Take into consideration the departure paths included in the SIDs and determine if you can use a standardized departure procedure. You have the opportunity to choose the SID that best suits your flight plan. During the flight planning phase, you can investigate each departure and determine which procedure allows you to depart the airport in the direction of your intended flight. Also consider how a climb gradient to a specific altitude will affect the climb time and fuel burn portions of the flight plan. If ATC assigns you a SID, you may need to quickly recalculate your performance numbers.

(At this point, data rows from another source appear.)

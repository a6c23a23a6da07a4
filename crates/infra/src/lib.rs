//! Infrastructure layer: entitlement storage, transfer orchestration,
//! identify locks, configuration.

pub mod config;
pub mod identify_lock;
pub mod store;
pub mod transfer;

pub use config::{ConfigError, Settings};
pub use store::{EntitlementStore, InMemoryEntitlementStore, PostgresEntitlementStore, StoreError};
pub use transfer::{GuildPremium, TransferError, TransferService};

Another important consideration to make during your flight planning is whether or not you are able to fly your chosen departure procedure as charted. Notes giving procedural requirements are listed on the graphic portion of a departure procedure, and they are mandatory in nature. [Figure 2-25 on page 2-25] Mandatory procedural notes may include:

  • Aircraft equipment requirements (DME, ADF, etc.).
  • ATC equipment in operation (RADAR).
  • Minimum climb requirements.
  • Restrictions for specific types of aircraft (TURBOJET ONLY).
  • Limited use to certain destinations.

There are numerous procedural notes requiring specific compliance on your part. Carefully review the charts for the SID you have selected to ensure you can use the procedures. If you are unable to comply with a specific requirement, you must not file the procedure as part of your flight plan, and furthermore, you must not accept the procedure if ATC assigns it. Cautionary statements may also be included on the procedure to notify you of specific activity, but these are strictly advisory. [Figure 2-26 on page 2-26]

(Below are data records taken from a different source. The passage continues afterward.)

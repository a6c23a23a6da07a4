//! Strongly-typed guild identifier.

use core::str::FromStr;
use serde::{Deserialize, Serialize};

use crate::error::DomainError;

/// Identifier of a guild (the tenant account owning an entitlement).
///
/// Guild ids arrive from the outside world as decimal strings; `FromStr` is the
/// only parsing entry point.
#[derive(Debug, Copy, Clone, PartialEq, Eq, PartialOrd, Ord, Hash, Serialize, Deserialize)]
#[serde(transparent)]
pub struct GuildId(u64);

impl GuildId {
    pub const fn new(id: u64) -> Self {
        Self(id)
    }

    pub const fn get(self) -> u64 {
        self.0
    }
}

impl core::fmt::Display for GuildId {
    fn fmt(&self, f: &mut core::fmt::Formatter<'_>) -> core::fmt::Result {
        core::fmt::Display::fmt(&self.0, f)
    }
}

impl From<u64> for GuildId {
    fn from(value: u64) -> Self {
        Self(value)
    }
}

impl From<GuildId> for u64 {
    fn from(value: GuildId) -> Self {
        value.0
    }
}

impl FromStr for GuildId {
    type Err = DomainError;

    fn from_str(s: &str) -> Result<Self, Self::Err> {
        let id = s
            .parse::<u64>()
            .map_err(|e| DomainError::invalid_id(format!("GuildId '{s}': {e}")))?;
        Ok(Self(id))
    }
}

#[cfg(test)]
mod tests {
    use super::*;

    #[test]
    fn parses_decimal_snowflake() {
        let id: GuildId = "754465589958803548".parse().unwrap();
        assert_eq!(id.get(), 754465589958803548);
        assert_eq!(id.to_string(), "754465589958803548");
    }

    #[test]
    fn rejects_non_numeric_and_signed_input() {
        for raw in ["", "abc", "-5", "12 34", "0x10", "18446744073709551616"] {
            let err = raw.parse::<GuildId>().unwrap_err();
            assert!(matches!(err, DomainError::InvalidId(_)), "{raw} should be invalid");
        }
    }
}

Responsibility for the safe execution of departure procedures rests on the shoulders of both ATC and the pilot. Without the interest and attention of both parties, the IFR system cannot work in harmony, and achievement of safety is impossible.

ATC, in all forms, is responsible for issuing clearances appropriate to the operations being conducted, assigning altitudes for IFR flight above the minimum IFR altitudes for a specific area of controlled airspace, ensuring the pilot has acknowledged the clearance or instructions, and ensuring the correct read back of instructions. Specifically related to departures,ATC is responsible for specifying the direction of takeoff or initial heading when necessary, obtaining pilot concurrence that the procedure complies with local traffic patterns, terrain, and obstruction clearance, and including departure procedures as part of the ATC clearance when pilot compliance for separation is necessary.

The pilot has a number of responsibilities when simply operating in conjunction with ATC or when using departure procedures under an IFR clearance:

  • Acknowledge receipt and understanding of an ATC clearance.
  • Read back any part of a clearance that contains “hold short” instructions.
  • Request clarification of clearances.
  • Request an amendment to a clearance if it is unacceptable from a safety perspective.
  • Promptly comply with ATC requests. Advise ATC immediately if unable to comply with a clearance.

When planning for a departure, pilots should:

  • Consider the type of terrain and other obstructions in the vicinity of the airport.
  • Determine if obstacle clearance can be maintained visually, or if they need to make use of a departure procedure.
  • Determine if an ODP or SID is available for the departure airport.
  • Determine what actions allow for a safe departure out of an airport that does not have any type of affiliated departure procedures.

By simply complying with departure procedures in their entirety as published, obstacle clearance is guaranteed. Depending on the type of departure used, responsibility for terrain clearance and traffic separation may be shared between pilots and controllers.